What needs to be done. Scan the data below. Pull out each line where "order" occurs.

Records for processing.
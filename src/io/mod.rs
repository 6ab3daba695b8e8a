/// Command-line front end
pub mod cli;
/// Constants and runtime configuration
pub mod configuration;
/// Error types
pub mod error;
/// Palette decoding and raster export
pub mod image;
/// Progress observer and terminal progress bars
pub mod progress;
/// Target grid provider
pub mod target;
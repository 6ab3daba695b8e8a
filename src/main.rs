//! CLI entry point for the luminance-matched mosaic builder

use clap::Parser;
use lumamosaic::io::cli::{Cli, MosaicProcessor, init_logging};

fn main() -> lumamosaic::Result<()> {
    let cli = Cli::parse();
    init_logging(cli.quiet);
    let processor = MosaicProcessor::new(cli);
    processor.process().map(|_| ())
}
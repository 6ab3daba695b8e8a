//! Per-run usage statistics derived from a finished mosaic

use crate::algorithm::assembler::Mosaic;
use crate::algorithm::pool::CandidatePool;
use crate::algorithm::selection::SelectionTier;
use crate::io::error::{MosaicError, Result};
use crate::spatial::grid::TargetGrid;
use serde::Serialize;
use std::fs::File;
use std::io::{BufWriter, Write};
use std::path::Path;

/// How often each selector tier was used
#[derive(Clone, Copy, Debug, Default, PartialEq, Eq, Serialize)]
pub struct TierCounts {
    /// Unused candidate within tolerance
    pub fresh: usize,
    /// Reused candidate within tolerance and below the cap
    pub reused: usize,
    /// Closest fallback
    pub closest: usize,
}

impl TierCounts {
    /// Count for a single tier
    pub const fn get(&self, tier: SelectionTier) -> usize {
        match tier {
            SelectionTier::Fresh => self.fresh,
            SelectionTier::Reused => self.reused,
            SelectionTier::Closest => self.closest,
        }
    }

    /// Sum over all tiers
    pub const fn total(&self) -> usize {
        self.fresh + self.reused + self.closest
    }

    const fn add(&mut self, tier: SelectionTier) {
        match tier {
            SelectionTier::Fresh => self.fresh += 1,
            SelectionTier::Reused => self.reused += 1,
            SelectionTier::Closest => self.closest += 1,
        }
    }
}

/// Usage of one palette candidate
#[derive(Clone, Debug, PartialEq, Serialize)]
pub struct CandidateUsage {
    /// Position in the pool
    pub index: usize,
    /// Name given at ingestion
    pub label: String,
    /// Fingerprinted brightness
    pub brightness: f64,
    /// Times placed in the mosaic
    pub usage_count: usize,
    /// Whether the usage count ended above the cap
    pub over_cap: bool,
}

/// Summary of how a mosaic was assembled from its pool
#[derive(Clone, Debug, PartialEq, Serialize)]
pub struct UsageReport {
    /// Grid rows
    pub rows: usize,
    /// Grid columns
    pub cols: usize,
    /// Number of candidates in the pool
    pub pool_size: usize,
    /// Usage cap in force
    pub max_usage: usize,
    /// Selections per tier
    pub tiers: TierCounts,
    /// Candidates never placed
    pub unused_candidates: usize,
    /// Mean absolute brightness difference between placed candidate and target
    pub mean_absolute_error: f64,
    /// Per-candidate usage in pool order
    pub candidates: Vec<CandidateUsage>,
}

impl UsageReport {
    /// Build a report from the pool state right after `mosaic` was assembled
    pub fn from_run(grid: &TargetGrid, pool: &CandidatePool, mosaic: &Mosaic) -> Self {
        let max_usage = mosaic.max_usage();

        let mut tiers = TierCounts::default();
        for &tier in mosaic.tiers() {
            tiers.add(tier);
        }

        let total_error: f64 = mosaic
            .placements()
            .iter()
            .zip(grid.values())
            .filter_map(|(&index, &target)| pool.get(index).map(|c| c.distance_to(target)))
            .sum();
        let cells = grid.cell_count().max(1);

        let candidates: Vec<CandidateUsage> = pool
            .candidates()
            .iter()
            .enumerate()
            .map(|(index, candidate)| CandidateUsage {
                index,
                label: candidate.label().to_string(),
                brightness: candidate.brightness(),
                usage_count: candidate.usage_count(),
                over_cap: candidate.usage_count() > max_usage,
            })
            .collect();

        Self {
            rows: grid.rows(),
            cols: grid.cols(),
            pool_size: pool.len(),
            max_usage,
            tiers,
            unused_candidates: candidates.iter().filter(|c| c.usage_count == 0).count(),
            mean_absolute_error: total_error / cells as f64,
            candidates,
        }
    }

    /// Total placements across all candidates
    pub fn total_selections(&self) -> usize {
        self.candidates.iter().map(|c| c.usage_count).sum()
    }

    /// Candidates whose usage ended above the cap
    pub fn over_cap(&self) -> impl Iterator<Item = &CandidateUsage> {
        self.candidates.iter().filter(|c| c.over_cap)
    }

    /// Serialise the report as pretty-printed JSON
    ///
    /// # Errors
    ///
    /// Returns an error if serialisation fails
    pub fn to_json(&self) -> Result<String> {
        serde_json::to_string_pretty(self).map_err(|e| MosaicError::FileSystem {
            path: "<report>".into(),
            operation: "serialise report",
            source: e.into(),
        })
    }

    /// Write the report as JSON to `path`, creating parent directories
    ///
    /// # Errors
    ///
    /// Returns an error if the directory or file cannot be created or written
    pub fn write_json(&self, path: &Path) -> Result<()> {
        if let Some(parent) = path.parent().filter(|p| !p.as_os_str().is_empty()) {
            std::fs::create_dir_all(parent).map_err(|e| MosaicError::FileSystem {
                path: parent.to_path_buf(),
                operation: "create directory",
                source: e,
            })?;
        }

        let file = File::create(path).map_err(|e| MosaicError::FileSystem {
            path: path.to_path_buf(),
            operation: "create report",
            source: e,
        })?;
        let mut writer = BufWriter::new(file);
        serde_json::to_writer_pretty(&mut writer, self).map_err(|e| MosaicError::FileSystem {
            path: path.to_path_buf(),
            operation: "write report",
            source: e.into(),
        })?;
        writer.flush().map_err(|e| MosaicError::FileSystem {
            path: path.to_path_buf(),
            operation: "flush report",
            source: e,
        })
    }
}
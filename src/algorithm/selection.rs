//! Tiered candidate selection for a single grid cell
//!
//! Tiers are tried in order and each is consulted only when the previous one
//! has no qualifying candidate:
//! 1. unused candidates within tolerance, chosen uniformly at random
//! 2. candidates below the usage cap within tolerance, chosen uniformly at random
//! 3. the candidate with the smallest brightness difference, first in pool order on ties
//!
//! Tier 3 applies neither the tolerance nor the cap, so it is the only path
//! by which a candidate can exceed `max_usage`.

use crate::algorithm::pool::CandidatePool;
use crate::algorithm::random::RandomSource;
use crate::io::error::{Result, invalid_argument};
use tracing::trace;

/// Which policy tier produced a selection
#[derive(Clone, Copy, Debug, Default, PartialEq, Eq, Hash)]
pub enum SelectionTier {
    /// Unused and within tolerance
    #[default]
    Fresh,
    /// Below the usage cap and within tolerance
    Reused,
    /// Closest brightness, ignoring tolerance and cap
    Closest,
}

impl SelectionTier {
    /// All tiers in evaluation order
    pub const ALL: [Self; 3] = [Self::Fresh, Self::Reused, Self::Closest];

    /// Short lowercase name used in reports
    pub const fn name(self) -> &'static str {
        match self {
            Self::Fresh => "fresh",
            Self::Reused => "reused",
            Self::Closest => "closest",
        }
    }
}

/// Outcome of one selector call
#[derive(Clone, Copy, Debug, PartialEq, Eq)]
pub struct Selection {
    /// Pool index of the chosen candidate
    pub index: usize,
    /// Tier that produced the choice
    pub tier: SelectionTier,
}

/// Indices of unused candidates within `tolerance` of `target`
pub fn fresh_candidates(pool: &CandidatePool, target: f64, tolerance: f64) -> Vec<usize> {
    pool.candidates()
        .iter()
        .enumerate()
        .filter(|(_, candidate)| {
            candidate.usage_count() == 0 && candidate.distance_to(target) <= tolerance
        })
        .map(|(index, _)| index)
        .collect()
}

/// Indices of candidates below the usage cap within `tolerance` of `target`
///
/// Filters the whole pool, so every fresh candidate is also reusable.
pub fn reusable_candidates(pool: &CandidatePool, target: f64, tolerance: f64) -> Vec<usize> {
    let max_usage = pool.max_usage();
    pool.candidates()
        .iter()
        .enumerate()
        .filter(|(_, candidate)| {
            candidate.usage_count() < max_usage && candidate.distance_to(target) <= tolerance
        })
        .map(|(index, _)| index)
        .collect()
}

/// Index of the candidate closest in brightness to `target`
///
/// Ties resolve to the earliest candidate in pool order. Returns `None` only
/// for an empty pool.
pub fn closest_candidate(pool: &CandidatePool, target: f64) -> Option<usize> {
    let mut best: Option<(usize, f64)> = None;
    for (index, candidate) in pool.candidates().iter().enumerate() {
        let distance = candidate.distance_to(target);
        match best {
            Some((_, best_distance)) if distance >= best_distance => {}
            _ => best = Some((index, distance)),
        }
    }
    best.map(|(index, _)| index)
}

fn choose_uniform<R: RandomSource + ?Sized>(indices: &[usize], rng: &mut R) -> Option<usize> {
    if indices.is_empty() {
        return None;
    }
    let pick = rng.choose_index(indices.len());
    indices.get(pick).or_else(|| indices.last()).copied()
}

/// Choose a candidate for a cell of brightness `target` and count its use
///
/// # Errors
///
/// Returns `InvalidArgument` if the pool holds no candidates
pub fn select_candidate<R: RandomSource + ?Sized>(
    target: f64,
    pool: &mut CandidatePool,
    tolerance: f64,
    rng: &mut R,
) -> Result<Selection> {
    let selection = if let Some(index) =
        choose_uniform(&fresh_candidates(pool, target, tolerance), rng)
    {
        Selection {
            index,
            tier: SelectionTier::Fresh,
        }
    } else if let Some(index) = choose_uniform(&reusable_candidates(pool, target, tolerance), rng)
    {
        Selection {
            index,
            tier: SelectionTier::Reused,
        }
    } else {
        let index = closest_candidate(pool, target).ok_or_else(|| {
            invalid_argument(
                "pool",
                &0,
                &"candidate pool must contain at least one image",
            )
        })?;
        trace!(target, index, "no candidate within tolerance, using closest");
        Selection {
            index,
            tier: SelectionTier::Closest,
        }
    };

    pool.record_use(selection.index);
    Ok(selection)
}
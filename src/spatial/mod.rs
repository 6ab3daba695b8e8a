//! Grid geometry shared by the target and the output

/// Target brightness grid
pub mod grid;
/// Output pixel buffer and cell rectangles
pub mod raster;
//! Palette decoding and mosaic export

use crate::algorithm::pool::CandidateImage;
use crate::io::configuration::PALETTE_EXTENSIONS;
use crate::io::error::{MosaicError, Result};
use crate::io::progress::{ProgressObserver, ProgressStage, percent_complete};
use crate::spatial::raster::OutputRaster;
use image::DynamicImage;
use rayon::prelude::*;
use std::path::{Path, PathBuf};
use std::sync::Mutex;
use tracing::{info, warn};

/// Outcome of decoding a batch of palette files
#[derive(Debug, Default)]
pub struct PaletteLoad {
    /// Successfully fingerprinted candidates, in input order
    pub candidates: Vec<CandidateImage>,
    /// Files that could not be used, in input order
    pub failures: Vec<(PathBuf, MosaicError)>,
}

/// Decode and fingerprint a single palette file
///
/// # Errors
///
/// Returns `ImageLoad` if the file cannot be read or decoded, or
/// `InvalidArgument` if the decoded image cannot be fingerprinted
pub fn decode_candidate(path: &Path, resolution: u32) -> Result<CandidateImage> {
    let decoded = image::open(path).map_err(|e| MosaicError::ImageLoad {
        path: path.to_path_buf(),
        source: e,
    })?;
    let label = path
        .file_name()
        .unwrap_or_default()
        .to_string_lossy()
        .to_string();

    Ok(CandidateImage::from_pixels(decoded.to_rgba8(), resolution)?.with_label(label))
}

/// Decode and fingerprint an in-memory encoded image
///
/// # Errors
///
/// Returns `ImageLoad` if the bytes are not a supported image format
pub fn decode_candidate_bytes(bytes: &[u8], resolution: u32) -> Result<CandidateImage> {
    let decoded = image::load_from_memory(bytes)?;
    CandidateImage::from_pixels(decoded.to_rgba8(), resolution)
}

/// Decode and fingerprint every path in parallel
///
/// A failing file is logged and recorded in `failures` without affecting the
/// others. `observer` receives the completed percentage after each file;
/// reports are serialised so the percentage never decreases.
pub fn load_palette(
    paths: &[PathBuf],
    resolution: u32,
    observer: Option<&dyn ProgressObserver>,
) -> PaletteLoad {
    let total = paths.len();
    let finished = Mutex::new(0_usize);

    let results: Vec<(PathBuf, Result<CandidateImage>)> = paths
        .par_iter()
        .map(|path| {
            let result = decode_candidate(path, resolution);
            if let Ok(mut done) = finished.lock() {
                *done += 1;
                if let Some(observer) = observer {
                    observer.report(ProgressStage::Fingerprinting, percent_complete(*done, total));
                }
            }
            (path.clone(), result)
        })
        .collect();

    let mut load = PaletteLoad::default();
    for (path, result) in results {
        match result {
            Ok(candidate) => load.candidates.push(candidate),
            Err(error) => {
                warn!(path = %path.display(), %error, "skipping unusable palette image");
                load.failures.push((path, error));
            }
        }
    }

    info!(
        loaded = load.candidates.len(),
        skipped = load.failures.len(),
        "palette fingerprinted"
    );
    load
}

fn has_palette_extension(path: &Path) -> bool {
    path.extension()
        .and_then(|ext| ext.to_str())
        .is_some_and(|ext| {
            PALETTE_EXTENSIONS
                .iter()
                .any(|known| known.eq_ignore_ascii_case(ext))
        })
}

/// Expand files and directories into a sorted list of palette image paths
///
/// Files are taken as given; directories contribute their immediate entries
/// with a known image extension.
///
/// # Errors
///
/// Returns `FileSystem` if an input does not exist or a directory cannot be read
pub fn collect_palette_paths(inputs: &[PathBuf]) -> Result<Vec<PathBuf>> {
    let mut paths = Vec::new();
    for input in inputs {
        if input.is_file() {
            paths.push(input.clone());
        } else if input.is_dir() {
            let read_error = |e: std::io::Error| MosaicError::FileSystem {
                path: input.clone(),
                operation: "read directory",
                source: e,
            };
            let mut found = Vec::new();
            for entry in std::fs::read_dir(input).map_err(read_error)? {
                let path = entry.map_err(read_error)?.path();
                if path.is_file() && has_palette_extension(&path) {
                    found.push(path);
                }
            }
            found.sort();
            paths.extend(found);
        } else {
            return Err(MosaicError::FileSystem {
                path: input.clone(),
                operation: "locate palette input",
                source: std::io::Error::new(
                    std::io::ErrorKind::NotFound,
                    "not a file or directory",
                ),
            });
        }
    }
    Ok(paths)
}

/// Save the raster; the format follows the file extension
///
/// # Errors
///
/// Returns an error if:
/// - The parent directory cannot be created
/// - The image cannot be encoded or saved to the specified path
pub fn export_raster(raster: &OutputRaster, path: &Path) -> Result<()> {
    if let Some(parent) = path.parent().filter(|p| !p.as_os_str().is_empty()) {
        std::fs::create_dir_all(parent).map_err(|e| MosaicError::FileSystem {
            path: parent.to_path_buf(),
            operation: "create directory",
            source: e,
        })?;
    }

    // JPEG has no alpha channel
    let opaque = path
        .extension()
        .and_then(|ext| ext.to_str())
        .is_some_and(|ext| ext.eq_ignore_ascii_case("jpg") || ext.eq_ignore_ascii_case("jpeg"));
    let encoded = if opaque {
        DynamicImage::ImageRgb8(DynamicImage::ImageRgba8(raster.image().clone()).to_rgb8())
    } else {
        DynamicImage::ImageRgba8(raster.image().clone())
    };

    encoded
        .save(path)
        .map_err(|e| MosaicError::ImageExport {
            path: path.to_path_buf(),
            source: e,
        })?;

    info!(path = %path.display(), width = raster.width(), height = raster.height(), "mosaic written");
    Ok(())
}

Answer to the exercise.
    /// Per-candidate usage in pool order
//! Tiers are tried in order and each is consulted only when the previous one
//! 3. the candidate with the smallest brightness difference, first in pool order on ties
    /// All tiers in evaluation order
/// Ties resolve to the earliest candidate in pool order. Returns `None` only
    /// Successfully fingerprinted candidates, in input order
    /// Files that could not be used, in input order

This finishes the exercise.